En Historias, Libros I a IV, Heródoto recuerda a Cleóbis y Bitón, un par de afortunados hermanos que poseían numerosas propiedades y fueron conocidos por su vigor físico, cualidad que les permitió triunfar en los juegos olímpicos.
Cuenta el historiador que, en ocasión de una fiesta en honor a Hera, Cídipe, la madre de Cleóbis y Bitón, necesitaba llegar al templo de la diosa, pero los bueyes para tirar del carruaje no estuvieron preparados a tiempo. Dada la situación, los hermanos uncieron el yugo y arrastraron el coche por un largo recorrido usando su propia fuerza. Al llegar a su destino, una multitud perpleja decidió felicitarlos, y la emoción llevó a Cídipe a pedirle a la estatua de la diosa Hera que recompensara a sus hijos con “lo mejor que pueda alcanzar el hombre”. Hecha la súplica, se realizó un banquete. Al terminar, los hermanos durmieron en el templo, pero nunca volvieron a despertar. La diosa escuchó y concedió la petición: lo mejor que puede alcanzar el hombre es la muerte.
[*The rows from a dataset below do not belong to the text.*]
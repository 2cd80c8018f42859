use std::sync::Arc;

use chrono::Utc;
use tracing::debug;

use super::domain::{Actor, NewUser, Session, SessionToken, User, UserRole};
use super::password;
use super::repository::{NewUserRecord, SessionStore, UserRepository};
use crate::marketplace::store::RepositoryError;

/// Registration, login, and session resolution.
pub struct IdentityService<U, S> {
    users: Arc<U>,
    sessions: Arc<S>,
}

impl<U, S> IdentityService<U, S>
where
    U: UserRepository + 'static,
    S: SessionStore + 'static,
{
    pub fn new(users: Arc<U>, sessions: Arc<S>) -> Self {
        Self { users, sessions }
    }

    /// Create an account. The secret is hashed before the record is built;
    /// the plaintext never reaches the store.
    pub fn register(&self, registration: NewUser) -> Result<User, IdentityError> {
        let name = registration.name.trim();
        if name.is_empty() {
            return Err(IdentityError::MissingField { field: "name" });
        }
        let email = registration.email.trim();
        if email.is_empty() {
            return Err(IdentityError::MissingField { field: "email" });
        }
        if registration.password.is_empty() {
            return Err(IdentityError::MissingField { field: "password" });
        }

        let password_hash = password::hash_secret(&registration.password)
            .map_err(|err| IdentityError::Hashing(err.to_string()))?;

        let user = self
            .users
            .insert(NewUserRecord {
                name: name.to_string(),
                email: email.to_string(),
                password_hash,
                role: registration.role,
                created_at: Utc::now(),
            })
            .map_err(|err| match err {
                RepositoryError::Conflict => IdentityError::DuplicateEmail,
                other => IdentityError::Repository(other),
            })?;

        debug!(user = %user.id, role = user.role.label(), "account registered");
        Ok(user)
    }

    /// Authenticate and open a session. The asserted role must match the
    /// stored one; a mismatch is reported distinctly from bad credentials.
    pub fn login(
        &self,
        email: &str,
        secret: &str,
        asserted_role: UserRole,
    ) -> Result<(User, SessionToken), IdentityError> {
        let user = self
            .users
            .find_by_email(email.trim())?
            .ok_or(IdentityError::InvalidCredentials)?;

        let verified = password::verify_secret(secret, &user.password_hash)
            .map_err(|err| IdentityError::Hashing(err.to_string()))?;
        if !verified {
            return Err(IdentityError::InvalidCredentials);
        }

        if user.role != asserted_role {
            return Err(IdentityError::RoleMismatch);
        }

        let token = SessionToken::generate();
        self.sessions.insert(Session {
            token: token.clone(),
            user_id: user.id,
            created_at: Utc::now(),
        })?;

        debug!(user = %user.id, "session opened");
        Ok((user, token))
    }

    /// Resolve the user bound to a token, if any.
    pub fn current_user(&self, token: &SessionToken) -> Result<Option<User>, IdentityError> {
        let Some(session) = self.sessions.resolve(token)? else {
            return Ok(None);
        };
        Ok(self.users.fetch(session.user_id)?)
    }

    /// Drop the session binding. Unknown tokens are ignored.
    pub fn logout(&self, token: &SessionToken) -> Result<(), IdentityError> {
        self.sessions.remove(token)?;
        Ok(())
    }
}

/// Narrow seam the protected routers use to turn a bearer token into an
/// [`Actor`] without seeing session internals.
pub trait ActorResolver: Send + Sync {
    fn resolve_actor(&self, token: &str) -> Result<Option<Actor>, RepositoryError>;
}

impl<U, S> ActorResolver for IdentityService<U, S>
where
    U: UserRepository + 'static,
    S: SessionStore + 'static,
{
    fn resolve_actor(&self, token: &str) -> Result<Option<Actor>, RepositoryError> {
        let token = SessionToken(token.to_string());
        let Some(session) = self.sessions.resolve(&token)? else {
            return Ok(None);
        };
        Ok(self.users.fetch(session.user_id)?.map(|user| Actor {
            id: user.id,
            role: user.role,
        }))
    }
}

/// Error raised by the identity service.
#[derive(Debug, thiserror::Error)]
pub enum IdentityError {
    #[error("an account with this email already exists")]
    DuplicateEmail,
    #[error("invalid email or password")]
    InvalidCredentials,
    #[error("account is registered under a different role")]
    RoleMismatch,
    #[error("{field} is required")]
    MissingField { field: &'static str },
    #[error("credential hashing failed: {0}")]
    Hashing(String),
    #[error(transparent)]
    Repository(#[from] RepositoryError),
}
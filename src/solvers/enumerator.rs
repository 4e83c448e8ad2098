//Sbbu
//Copyright (C) 2022-2024 A. Dubray
//
//This program is free software: you can redistribute it and/or modify
//it under the terms of the GNU Affero General Public License as published by
//the Free Software Foundation, either version 3 of the License, or
//(at your option) any later version.
//
//This program is distributed in the hope that it will be useful,
//but WITHOUT ANY WARRANTY; without even the implied warranty of
//MERCHANTABILITY or FITNESS FOR A PARTICULAR PURPOSE.  See the
//GNU Affero General Public License for more details.
//
//You should have received a copy of the GNU Affero General Public License
//along with this program.  If not, see <http://www.gnu.org/licenses/>.

//! Generator of the edge orderings explored by the branch-and-bound. The
//! orderings are produced as an implicit depth-first traversal of the
//! permutation tree: `next` extends the current prefix with the smallest
//! available edge id, and `prune` rejects every extension of the current
//! prefix so that the following `next` backtracks to the first prefix with an
//! untried, larger sibling.
//!
//! The enumeration is *tight*: an edge whose incident segments are all
//! already claimed by the prefix would contribute nothing wherever it is
//! placed, so it is silently dropped instead of placed, and it becomes
//! available again as soon as backtracking uncovers one of its segments.
//! Orderings differing only in the position of such no-op edges are therefore
//! visited at most once.

use crate::core::instance::{EdgeId, Instance};
use crate::core::keyset::OrderedKeySet;

#[derive(Debug, Copy, Clone, PartialEq, Eq)]
enum State {
    /// Extend the current prefix with the smallest available edge
    Normal,
    /// The current prefix was rejected, backtrack before extending
    Pruned,
}

pub struct PermEnumerator<'i> {
    instance: &'i Instance,
    /// Edges available for extending the current prefix, keyed by id
    avail: OrderedKeySet,
    /// Current prefix of the ordering being built
    prefix: Vec<EdgeId>,
    state: State,
    /// in_avail[eid]: eid is currently in `avail`
    in_avail: Vec<bool>,
    /// in_prefix[eid]: eid is currently placed in the prefix
    in_prefix: Vec<bool>,
    /// n_uncovered[eid]: incident segments of eid not claimed by the prefix
    n_uncovered: Vec<usize>,
    /// n_cov[sid]: number of prefix edges covering segment sid
    n_cov: Vec<usize>,
}

impl<'i> PermEnumerator<'i> {
    pub fn new(instance: &'i Instance) -> Self {
        let number_edges = instance.number_edges();
        let mut avail = OrderedKeySet::new();
        let mut in_avail = vec![false; number_edges + 1];
        let mut n_uncovered = vec![0; number_edges + 1];
        for eid in instance.edges_iter() {
            avail.add(eid.0);
            in_avail[eid.0] = true;
            n_uncovered[eid.0] = instance[eid].segments().len();
        }
        Self {
            instance,
            avail,
            prefix: Vec::with_capacity(number_edges),
            state: State::Normal,
            in_avail,
            in_prefix: vec![false; number_edges + 1],
            n_uncovered,
            n_cov: vec![0; instance.number_segments() + 1],
        }
    }

    /// Current prefix; its last element is the edge returned by the last call
    /// to `next`.
    pub fn prefix(&self) -> &[EdgeId] {
        &self.prefix
    }

    /// Rejects every extension of the current prefix; the following call to
    /// `next` backtracks.
    pub fn prune(&mut self) {
        self.state = State::Pruned;
    }

    /// Places the next edge and returns its id, or None once the enumeration
    /// is exhausted. Between two calls, already-placed positions may have been
    /// popped from the prefix; the caller is expected to resynchronise on
    /// `prefix` before using the returned edge.
    pub fn next(&mut self) -> Option<EdgeId> {
        loop {
            match self.state {
                State::Normal => {
                    let eid = match self.avail.pop_min() {
                        Some(key) => EdgeId(key),
                        None => {
                            self.state = State::Pruned;
                            continue;
                        }
                    };
                    self.in_avail[eid.0] = false;
                    // dropped without being placed: it claims nothing new
                    // here, and it comes back into the available set once one
                    // of its segments is uncovered
                    if self.n_uncovered[eid.0] == 0 {
                        continue;
                    }
                    self.place(eid);
                    return Some(eid);
                }
                State::Pruned => {
                    let eid_old = match self.prefix.last().copied() {
                        Some(eid) => eid,
                        None => return None,
                    };
                    self.unplace(eid_old);
                    let eid = match self.avail.pop_min_greater_than(eid_old.0) {
                        Some(key) => EdgeId(key),
                        None => continue,
                    };
                    self.in_avail[eid.0] = false;
                    if self.n_uncovered[eid.0] == 0 {
                        continue;
                    }
                    self.place(eid);
                    self.state = State::Normal;
                    return Some(eid);
                }
            }
        }
    }

    /// Appends `eid` to the prefix and claims its uncovered segments.
    fn place(&mut self, eid: EdgeId) {
        assert!(
            !self.in_avail[eid.0] && !self.in_prefix[eid.0],
            "edge {:?} placed while still available or already placed",
            eid
        );
        self.prefix.push(eid);
        self.in_prefix[eid.0] = true;
        let instance = self.instance;
        for &sid in instance[eid].segments() {
            self.n_cov[sid.0] += 1;
            if self.n_cov[sid.0] == 1 {
                for &peer in instance[sid].edges() {
                    self.n_uncovered[peer.0] -= 1;
                }
            }
        }
    }

    /// Pops `eid` from the end of the prefix, reverting the claims; edges
    /// whose segments become uncovered are reinserted into the available set.
    fn unplace(&mut self, eid: EdgeId) {
        let popped = self.prefix.pop();
        debug_assert_eq!(Some(eid), popped);
        self.in_prefix[eid.0] = false;
        let instance = self.instance;
        for &sid in instance[eid].segments() {
            self.n_cov[sid.0] -= 1;
            if self.n_cov[sid.0] == 0 {
                for &peer in instance[sid].edges() {
                    self.n_uncovered[peer.0] += 1;
                    if !self.in_avail[peer.0] && !self.in_prefix[peer.0] {
                        self.insert_avail(peer);
                    }
                }
            }
        }
    }

    fn insert_avail(&mut self, eid: EdgeId) {
        let inserted = self.avail.add(eid.0);
        assert!(
            inserted,
            "edge {:?} inserted twice in the available set",
            eid
        );
        self.in_avail[eid.0] = true;
    }
}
En este relato las divinidades griegas muestran un sentido del humor irónico, funesto y bromista a costa de los destinos humanos. El mismo Heródoto recupera otra historia que los exhibe a esa luz: Creso, rey de los lidios, se muestra indeciso acerca de declarar la guerra a los persas. Quiere recibir consejo en el juicio sagrado, por lo que envía regalos a dos oráculos. La respuesta que recibe lo llena de alegría: “Si Creso emprende la guerra contra los persas, destruirá un gran imperio”. El rey lidio se lanza a una campaña bélica que termina en su derrota frente a Ciro, el famoso rey persa. Al ser vencido, Creso comprende la ironía divina: era cierto que al enfrentar a los persas destruiría un gran imperio, el suyo.
Los dioses se ríen de los seres humanos, pero, con el tiempo, también la humanidad ha aprendido a usar la ironía para burlarse de los dioses. Tal es el caso de Micerino, un faraón egipcio que Heródoto recuerda como un gobernante piadoso, por ser quien eliminó los trabajos forzados y reabrió los templos de los dioses, que habían sido clausurados por sus antecesores. A pesar de que Micerino fue un gobernante justo con hombres y con divinidades, recibió un oráculo funesto: se le anunció que solo viviría seis años más. Enfadado por la decisión del cielo, Micerino reclamó a los dioses acerca de por qué él, que era bueno, fallecería pronto, mientras que sus antecesores, que fueron injustos, gobernaron por largo tiempo. La réplica del oráculo fue confirmar la sentencia: Micerino moriría en el plazo de un sexenio.
El faraón sabía que su destino estaba echado, pero decidió demostrar con ironía la equivocación de los dioses. Micerino mandó a fabricar lámparas que se encendían al llegar la noche para iluminar el palacio y sus alrededores; así el faraón paseaba día y noche, bebía y se recreaba sin descanso. Al convertir las noches en días, pensó, no viviría los seis años que habían decidido los dioses, sino doce años de goces, distracciones y placeres.
Podríamos objetar que el faraón no burló a su destino, sino que lo cumplió en su intento de huir. No descansar por las noches y exceder los disfrutes fue quizá la causa de que muriese joven. Sin embargo, el gesto irónico de Micerino es conmovedor porque muestra la poesía que hay en el ser humano cuando se rebela a su sentencia de muerte a través del placer.
El palacio y los jardines luminosos de Micerino representan la brillante resistencia de toda la humanidad, consciente de su propia fugacidad.